We have RNA-Seq data from different body parts; oral and aboral parts of small, medium and large sized specimens. We have mapped the reads using tophat2 and run cuffdiff and DESeq2 (with HTSeq count). Using the csDendro
function in cummeRbund the samples cluster largely by oral/aboral parts, but clustering a distance matrix of rlog-values from DESeq2 the samples group mainly by size.
DESeq2-commands:
#Heatmap of sample-to-sample distances distsRL <- dist(t(assay(rld))) mat <- as.matrix(distsRL) heatmap.2(mat, trace="none", col = rev(hmcol), margin=c(13, 13), main = "Sample-to-sample distances (rlog)")
I guess the main difference between the two approaches is that fpkm-values are the basis of csDendro, while rlog-transformed raw counts are used for the DESeq2 approach?
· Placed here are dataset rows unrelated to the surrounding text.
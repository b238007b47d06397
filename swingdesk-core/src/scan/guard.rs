//! Anti-chase and pullback-continuation guards.

use chrono::{Datelike, NaiveDate, Weekday};
use serde::{Deserialize, Serialize};

use crate::domain::InstrumentSnapshot;

#[derive(Debug, Clone, Copy, PartialEq, Eq, Serialize, Deserialize)]
#[serde(rename_all = "SCREAMING_SNAKE_CASE")]
pub enum SessionKind {
    FirstAfterWeekend,
    Subsequent,
}

impl SessionKind {
    pub fn for_date(date: NaiveDate) -> Self {
        if date.weekday() == Weekday::Mon {
            SessionKind::FirstAfterWeekend
        } else {
            SessionKind::Subsequent
        }
    }
}

#[derive(Debug, Clone, Copy, PartialEq, Serialize, Deserialize)]
pub struct ChaseTier {
    /// Blocks when (price − trigger)/ATR is strictly above this.
    pub max_gap_atr: f64,
    /// Blocks when price is this many percent or more above the trigger.
    pub max_pct: f64,
}

#[derive(Debug, Clone, PartialEq, Serialize, Deserialize)]
#[serde(default)]
pub struct AntiChaseConfig {
    pub first_session: ChaseTier,
    pub subsequent: ChaseTier,
}

impl Default for AntiChaseConfig {
    fn default() -> Self {
        Self {
            first_session: ChaseTier {
                max_gap_atr: 0.75,
                max_pct: 3.0,
            },
            subsequent: ChaseTier {
                max_gap_atr: 1.0,
                max_pct: 4.0,
            },
        }
    }
}

impl AntiChaseConfig {
    pub fn tier(&self, session: SessionKind) -> &ChaseTier {
        match session {
            SessionKind::FirstAfterWeekend => &self.first_session,
            SessionKind::Subsequent => &self.subsequent,
        }
    }
}

#[derive(Debug, Clone, PartialEq, Serialize, Deserialize)]
#[serde(default)]
pub struct PullbackConfig {
    /// Half-width of the pullback zone around the anchor, in ATRs.
    pub zone_atr: f64,
    /// Stop distance below the pullback low, in ATRs.
    pub stop_atr: f64,
}

impl Default for PullbackConfig {
    fn default() -> Self {
        Self {
            zone_atr: 0.5,
            stop_atr: 0.5,
        }
    }
}

#[derive(Debug, Clone, Copy, PartialEq, Serialize, Deserialize)]
#[serde(tag = "type", rename_all = "SCREAMING_SNAKE_CASE")]
pub enum GuardBlock {
    ChaseGap { gap_atr: f64, limit: f64 },
    ChasePercent { pct: f64, limit: f64 },
}

#[derive(Debug, Clone, Copy, PartialEq, Serialize, Deserialize)]
#[serde(tag = "type", rename_all = "SCREAMING_SNAKE_CASE")]
pub enum GuardOutcome {
    Clear,
    Blocked { reason: GuardBlock },
    PullbackTriggered { entry: f64, stop: f64 },
    PullbackPending { zone_low: f64, zone_high: f64 },
}

impl GuardOutcome {
    pub fn is_blocked(&self) -> bool {
        matches!(self, GuardOutcome::Blocked { .. })
    }
}

pub fn anti_chase(
    price: f64,
    trigger: f64,
    atr: f64,
    session: SessionKind,
    config: &AntiChaseConfig,
) -> GuardOutcome {
    if !(price > trigger) || trigger <= 0.0 {
        return GuardOutcome::Clear;
    }
    let tier = config.tier(session);
    if atr > 0.0 {
        let gap_atr = (price - trigger) / atr;
        if gap_atr > tier.max_gap_atr {
            return GuardOutcome::Blocked {
                reason: GuardBlock::ChaseGap {
                    gap_atr,
                    limit: tier.max_gap_atr,
                },
            };
        }
    }
    let pct = (price - trigger) / trigger * 100.0;
    if pct >= tier.max_pct {
        return GuardOutcome::Blocked {
            reason: GuardBlock::ChasePercent {
                pct,
                limit: tier.max_pct,
            },
        };
    }
    GuardOutcome::Clear
}

/// Zone = anchor ± zone_atr·ATR. Triggers when the day's low tagged the zone
/// and the close finished above it.
pub fn pullback(snap: &InstrumentSnapshot, config: &PullbackConfig) -> GuardOutcome {
    let anchor = snap.anchor();
    let zone_low = anchor - config.zone_atr * snap.atr;
    let zone_high = anchor + config.zone_atr * snap.atr;
    let tagged = snap.low >= zone_low && snap.low <= zone_high;
    if tagged && snap.close > zone_high {
        let low = snap
            .pullback_low
            .filter(|l| l.is_finite())
            .unwrap_or(snap.low);
        GuardOutcome::PullbackTriggered {
            entry: snap.close,
            stop: low - config.stop_atr * snap.atr,
        }
    } else {
        GuardOutcome::PullbackPending {
            zone_low,
            zone_high,
        }
    }
}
But I could not find out whether all genes are included in the csDendro
function? For the DESeq2-approach we excluded genes with zero counts in all samples, otherwise all genes should be included.
When we create PCA-plots using both packages they are roughly similar. Hvave anyone have experienced similar results? What can be the explanation for these differences?
yes. I find PCA plots more useful than dendrograms. In the PCA plot, there is another dimension for separating samples, and also there is the problem Wolfgang mentions about horizontal ordering of leaves in the dendrogram.